UPDATE 1/28: Calvin College has released the following updated statement:
The alumni-initiated letter challenging the appointment of Betsy DeVos as U.S. Secretary of Education has generated a lot of media attention and a misperception among some that Calvin College has endorsed the letter. This is not the case. Because of our status as a 501(c)(3) non-profit organization the college does not engage in political activities.
The college understands that its community (alumni, faculty, staff, students and beyond) represents a wide spectrum of political opinion. The college also understands that each member of its community seeks to work out his or her calling, and that our mission is affirmed when members of our community, like Mrs. DeVos, respond to their calling.
Mrs. DeVos and her fellow 60,000 alumni are discerning the best ways to engage politics and culture in this moment. And, in doing so, they are living out what we hope our students are learning during their time on campus: to think deeply, to act justly and to live wholeheartedly as Christ’s agents of renewal in the world.
Hundreds of Calvin alumni have signed a letter opposing their fellow alumna Betsy DeVos’s confirmation as United States Secretary of Education.
The letter was drafted and circulated by Sara Moslener, ’96, on Saturday, Jan. 21. As of 11 p.m. Monday night, it had over 700 signatures. Moslener said that, beginning Tuesday morning, signatures would be open for another 24 hours. She will then make the letter available for alumni to send to their senators.
Alumni of multiple generations have signed the letter, from the class of 1953 to the expected class of 2018.
The Senate Health, Education, Labor and Pensions committee will vote on DeVos’s confirmation on Tuesday, Jan. 31. On Wednesday, the committee announced that it was denying Democrats’ request for a second confirmation hearing, though the vote was delayed from its original date.
The text of the letter is as follows:
As alumni and students of Calvin College we share an educational background with Betsy DeVos, the current nominee for United States Secretary of Education. Not only did we all receive degrees from the same undergraduate institution as Mrs. DeVos, but many of us also began our education at private Christian schools, just like the current Education nominee. We have no doubt that Mrs. DeVos is among the best-educated college graduates in the country. Calvin College is highly regarded as an institution that values intellectualism, critical thinking, discernment, and academic excellence—qualities for which we remain very grateful.
We are writing to share our concerns about Mrs. DeVos as nominee for Secretary of Education. There are several reasons why we believe she is not qualified for the position.
1) While many of us were inspired by our time at Calvin College to make education a professional commitment, Mrs. DeVos was not. She has never worked in any educational institution as an administrator, nor as an educator. If the position of the Secretary of Education requires the individual to have an intimate knowledge of the tools used by educators, which we believe it does, Mrs. DeVos does not qualify.

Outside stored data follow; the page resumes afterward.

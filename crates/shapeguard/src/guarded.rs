use std::fmt;
use std::future::Future;

use serde_json::Value;

use crate::engine::CompiledSignature;
use crate::error::{GuardError, ParameterTypeError, ReturnTypeError};

/// A function wrapped with a checked signature.
///
/// Every call runs the full pipeline: check arguments, call the target, check
/// the result. Nothing is cached between calls and no state is shared, so a
/// `Guarded` can be called concurrently whenever the target allows it.
#[derive(Clone)]
pub struct Guarded<F> {
    name: Option<String>,
    target: F,
    signature: CompiledSignature,
}

impl<F> Guarded<F> {
    pub(crate) fn new(name: Option<String>, target: F, signature: CompiledSignature) -> Self {
        Self {
            name,
            target,
            signature,
        }
    }

    pub fn name(&self) -> Option<&str> {
        self.name.as_deref()
    }

    pub fn signature(&self) -> &CompiledSignature {
        &self.signature
    }

    pub fn check_args(&self, args: &[Value]) -> Result<(), ParameterTypeError> {
        self.signature.check_args(self.name(), args)
    }

    pub fn check_return(&self, value: &Value) -> Result<(), ReturnTypeError> {
        self.signature.check_return(self.name(), value)
    }

    /// Give back the unwrapped function.
    pub fn into_inner(self) -> F {
        self.target
    }
}

impl<F> Guarded<F>
where
    F: Fn(&[Value]) -> Value,
{
    /// Call the target with `args` exactly as given. A rejected result is
    /// dropped; whatever the target did before returning stays done.
    pub fn call(&self, args: &[Value]) -> Result<Value, GuardError> {
        self.check_args(args)?;
        let result = (self.target)(args);
        self.check_return(&result)?;
        Ok(result)
    }
}

impl<F, Fut> Guarded<F>
where
    F: Fn(Vec<Value>) -> Fut,
    Fut: Future<Output = Value>,
{
    /// Arguments are checked before the future is created; the return
    /// descriptor is applied to the value the future resolves to.
    pub async fn call_async(&self, args: Vec<Value>) -> Result<Value, GuardError> {
        self.check_args(&args)?;
        let result = (self.target)(args).await;
        self.check_return(&result)?;
        Ok(result)
    }
}

impl<F> fmt::Debug for Guarded<F> {
    fn fmt(&self, f: &mut fmt::Formatter<'_>) -> fmt::Result {
        f.debug_struct("Guarded")
            .field("name", &self.name)
            .field("signature", &self.signature.signature().to_string())
            .finish_non_exhaustive()
    }
}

2) Many of us entered Calvin College directly from Christian high schools and spent our entire elementary and secondary school years in these institutions, as did Mrs. DeVos. While we appreciate the opportunity to thrive and learn that is provided by these educational systems, we recognize that the vast majority of K–12 students are educated in the public school system. Because of this, we believe that any individual who is nominated to be Secretary of Education should have a strong commitment to public education, which Mrs. DeVos does not.
3) We believe that Mrs. DeVos’s commitment to education is limited to her advocacy of and financial contributions to religious and charter schools. Having the financial resources to promote one’s ideological point of view and endorse elected officials who share that ideology is not equivalent to the preparation that comes from being an educator or educational administrator.
4) Finally, in the first day of her confirmation hearing, Mrs. DeVos indicated a lack of support for federal policies regarding educational systems that receive public funding. This is especially concerning given that the Individuals with Disabilities Education Act and Title IX, which ensure that all students’ educational experiences are free of discrimination that impedes learning, are not of value to Mrs. DeVos.
Our undergraduate education prepared us to be engaged and informed citizens who support public servants who seek to serve effectively and competently. This is precisely why we oppose the nomination of our fellow alumna, Betsy DeVos, for the position of United States Secretary of Education.